*ACTION ITEM*. Please state the number of lines in the listing that contain the word "display", and nothing else.

________________

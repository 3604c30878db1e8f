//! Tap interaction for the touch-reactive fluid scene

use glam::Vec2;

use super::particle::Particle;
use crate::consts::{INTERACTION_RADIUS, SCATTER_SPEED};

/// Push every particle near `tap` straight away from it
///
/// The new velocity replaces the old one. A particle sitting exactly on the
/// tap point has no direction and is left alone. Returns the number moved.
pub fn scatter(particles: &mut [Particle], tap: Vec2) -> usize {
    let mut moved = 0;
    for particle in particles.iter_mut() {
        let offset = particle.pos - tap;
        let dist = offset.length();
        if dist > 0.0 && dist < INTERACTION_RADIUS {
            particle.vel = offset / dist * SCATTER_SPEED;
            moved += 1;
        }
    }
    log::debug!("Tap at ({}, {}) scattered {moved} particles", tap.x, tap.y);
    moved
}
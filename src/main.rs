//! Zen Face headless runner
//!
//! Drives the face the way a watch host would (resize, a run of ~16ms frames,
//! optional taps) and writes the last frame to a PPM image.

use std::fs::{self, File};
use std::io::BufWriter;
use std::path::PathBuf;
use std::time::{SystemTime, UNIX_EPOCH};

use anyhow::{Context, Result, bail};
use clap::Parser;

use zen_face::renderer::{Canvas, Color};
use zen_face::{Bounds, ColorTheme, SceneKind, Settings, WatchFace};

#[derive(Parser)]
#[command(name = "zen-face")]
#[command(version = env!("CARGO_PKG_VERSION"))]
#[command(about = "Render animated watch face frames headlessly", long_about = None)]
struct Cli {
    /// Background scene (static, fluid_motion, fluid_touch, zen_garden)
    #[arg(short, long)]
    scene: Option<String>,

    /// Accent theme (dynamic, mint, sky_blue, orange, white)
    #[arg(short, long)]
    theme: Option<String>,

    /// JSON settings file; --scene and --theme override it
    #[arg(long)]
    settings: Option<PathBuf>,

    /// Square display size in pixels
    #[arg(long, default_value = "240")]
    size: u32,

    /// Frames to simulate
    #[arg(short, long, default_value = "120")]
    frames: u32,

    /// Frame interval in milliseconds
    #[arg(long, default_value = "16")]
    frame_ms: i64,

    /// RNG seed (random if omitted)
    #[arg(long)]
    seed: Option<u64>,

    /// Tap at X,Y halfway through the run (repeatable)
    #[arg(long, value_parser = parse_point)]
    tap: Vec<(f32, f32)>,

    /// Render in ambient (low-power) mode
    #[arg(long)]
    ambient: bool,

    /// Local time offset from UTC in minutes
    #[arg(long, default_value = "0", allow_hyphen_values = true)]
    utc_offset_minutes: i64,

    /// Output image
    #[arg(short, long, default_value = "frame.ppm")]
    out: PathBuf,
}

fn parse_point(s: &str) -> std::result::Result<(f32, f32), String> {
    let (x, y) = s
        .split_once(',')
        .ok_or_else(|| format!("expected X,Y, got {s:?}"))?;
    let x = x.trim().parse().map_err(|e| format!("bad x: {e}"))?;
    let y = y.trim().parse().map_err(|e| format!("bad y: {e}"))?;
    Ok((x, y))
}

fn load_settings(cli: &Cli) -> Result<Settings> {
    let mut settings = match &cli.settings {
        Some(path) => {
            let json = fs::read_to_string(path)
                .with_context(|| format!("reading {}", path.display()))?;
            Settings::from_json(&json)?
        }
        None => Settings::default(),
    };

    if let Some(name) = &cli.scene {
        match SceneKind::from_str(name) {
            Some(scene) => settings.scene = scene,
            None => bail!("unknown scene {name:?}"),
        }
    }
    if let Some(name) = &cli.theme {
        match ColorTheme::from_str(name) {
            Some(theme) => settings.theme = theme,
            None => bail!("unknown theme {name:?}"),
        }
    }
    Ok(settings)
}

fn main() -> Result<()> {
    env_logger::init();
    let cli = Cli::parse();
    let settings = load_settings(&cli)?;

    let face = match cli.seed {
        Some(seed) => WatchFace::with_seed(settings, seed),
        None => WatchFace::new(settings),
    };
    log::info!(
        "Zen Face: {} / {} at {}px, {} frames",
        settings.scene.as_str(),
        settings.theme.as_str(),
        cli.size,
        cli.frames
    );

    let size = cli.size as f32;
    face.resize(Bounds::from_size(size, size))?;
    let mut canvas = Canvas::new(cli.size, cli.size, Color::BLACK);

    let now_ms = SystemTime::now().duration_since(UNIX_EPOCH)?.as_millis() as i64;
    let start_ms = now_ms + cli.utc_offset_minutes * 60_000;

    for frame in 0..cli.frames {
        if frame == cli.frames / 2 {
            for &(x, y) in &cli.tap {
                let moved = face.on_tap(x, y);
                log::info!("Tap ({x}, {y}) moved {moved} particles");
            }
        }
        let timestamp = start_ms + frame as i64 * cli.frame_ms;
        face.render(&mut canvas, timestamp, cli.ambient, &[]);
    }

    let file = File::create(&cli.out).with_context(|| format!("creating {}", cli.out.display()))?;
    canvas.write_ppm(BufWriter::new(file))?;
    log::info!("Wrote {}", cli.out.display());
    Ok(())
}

________________

*EXPECTED OUTPUT*. 4